**Problem details**
The answer must consist only of the lines from the line with "background not drawn)" to the line with "its content area", both included, exactly as they stand below.

# # # # #

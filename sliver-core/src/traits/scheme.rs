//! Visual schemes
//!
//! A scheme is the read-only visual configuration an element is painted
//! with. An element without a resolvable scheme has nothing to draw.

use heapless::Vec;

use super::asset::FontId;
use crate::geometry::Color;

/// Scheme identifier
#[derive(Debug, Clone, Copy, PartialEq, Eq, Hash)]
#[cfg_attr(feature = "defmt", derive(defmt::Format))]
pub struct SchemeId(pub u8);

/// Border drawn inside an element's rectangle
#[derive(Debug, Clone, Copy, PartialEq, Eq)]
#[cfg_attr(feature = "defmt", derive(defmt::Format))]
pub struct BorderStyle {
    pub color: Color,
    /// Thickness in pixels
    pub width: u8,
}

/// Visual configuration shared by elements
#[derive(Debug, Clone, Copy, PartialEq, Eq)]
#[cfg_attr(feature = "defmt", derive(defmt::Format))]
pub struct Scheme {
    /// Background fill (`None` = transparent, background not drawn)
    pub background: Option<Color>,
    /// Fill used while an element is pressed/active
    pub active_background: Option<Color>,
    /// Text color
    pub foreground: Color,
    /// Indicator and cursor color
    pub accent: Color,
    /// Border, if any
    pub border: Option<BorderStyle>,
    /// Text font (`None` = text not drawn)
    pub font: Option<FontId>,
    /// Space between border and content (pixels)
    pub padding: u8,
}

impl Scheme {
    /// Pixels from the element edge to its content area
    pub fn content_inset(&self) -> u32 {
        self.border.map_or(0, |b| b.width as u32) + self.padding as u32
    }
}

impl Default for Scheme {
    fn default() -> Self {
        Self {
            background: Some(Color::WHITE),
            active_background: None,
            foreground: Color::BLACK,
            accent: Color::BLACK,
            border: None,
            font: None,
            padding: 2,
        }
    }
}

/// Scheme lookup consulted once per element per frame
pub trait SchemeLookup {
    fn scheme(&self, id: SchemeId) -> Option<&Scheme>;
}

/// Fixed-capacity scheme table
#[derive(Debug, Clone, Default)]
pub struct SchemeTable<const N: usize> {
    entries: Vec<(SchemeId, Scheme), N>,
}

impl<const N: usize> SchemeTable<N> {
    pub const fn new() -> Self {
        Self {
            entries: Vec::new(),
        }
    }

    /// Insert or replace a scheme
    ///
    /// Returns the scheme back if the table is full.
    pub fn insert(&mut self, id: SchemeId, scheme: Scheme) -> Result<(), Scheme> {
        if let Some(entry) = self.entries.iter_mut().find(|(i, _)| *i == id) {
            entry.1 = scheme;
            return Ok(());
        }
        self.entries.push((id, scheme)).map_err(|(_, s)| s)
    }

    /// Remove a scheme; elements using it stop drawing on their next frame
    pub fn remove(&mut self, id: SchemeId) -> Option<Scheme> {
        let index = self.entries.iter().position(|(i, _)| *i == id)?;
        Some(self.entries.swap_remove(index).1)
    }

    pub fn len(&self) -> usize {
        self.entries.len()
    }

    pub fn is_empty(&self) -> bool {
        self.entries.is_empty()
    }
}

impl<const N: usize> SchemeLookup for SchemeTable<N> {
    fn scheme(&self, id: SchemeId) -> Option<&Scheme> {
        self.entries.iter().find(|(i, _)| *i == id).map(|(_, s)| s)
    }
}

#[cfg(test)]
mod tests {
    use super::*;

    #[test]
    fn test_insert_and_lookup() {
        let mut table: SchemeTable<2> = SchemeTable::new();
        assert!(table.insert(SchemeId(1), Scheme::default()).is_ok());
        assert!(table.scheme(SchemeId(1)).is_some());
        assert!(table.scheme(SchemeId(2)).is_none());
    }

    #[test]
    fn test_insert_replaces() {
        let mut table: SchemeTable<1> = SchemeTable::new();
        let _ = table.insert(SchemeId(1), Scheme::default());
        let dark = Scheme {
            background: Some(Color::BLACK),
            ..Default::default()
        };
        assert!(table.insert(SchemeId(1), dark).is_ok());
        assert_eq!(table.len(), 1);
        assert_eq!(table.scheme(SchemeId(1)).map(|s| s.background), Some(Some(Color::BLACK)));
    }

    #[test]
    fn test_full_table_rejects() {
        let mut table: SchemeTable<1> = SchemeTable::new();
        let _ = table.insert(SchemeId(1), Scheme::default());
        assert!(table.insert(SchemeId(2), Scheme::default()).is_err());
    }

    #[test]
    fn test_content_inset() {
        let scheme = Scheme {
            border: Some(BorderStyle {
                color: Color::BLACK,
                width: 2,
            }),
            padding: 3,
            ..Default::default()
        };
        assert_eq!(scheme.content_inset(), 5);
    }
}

# # # # #

**Response**
    /// Background fill (`None` = transparent, background not drawn)
    pub background: Option<Color>,
    /// Fill used while an element is pressed/active
    pub active_background: Option<Color>,
    /// Text color
    pub foreground: Color,
    /// Indicator and cursor color
    pub accent: Color,
    /// Border, if any
    pub border: Option<BorderStyle>,
    /// Text font (`None` = text not drawn)
    pub font: Option<FontId>,
    /// Space between border and content (pixels)
    pub padding: u8,
}

impl Scheme {
    /// Pixels from the element edge to its content area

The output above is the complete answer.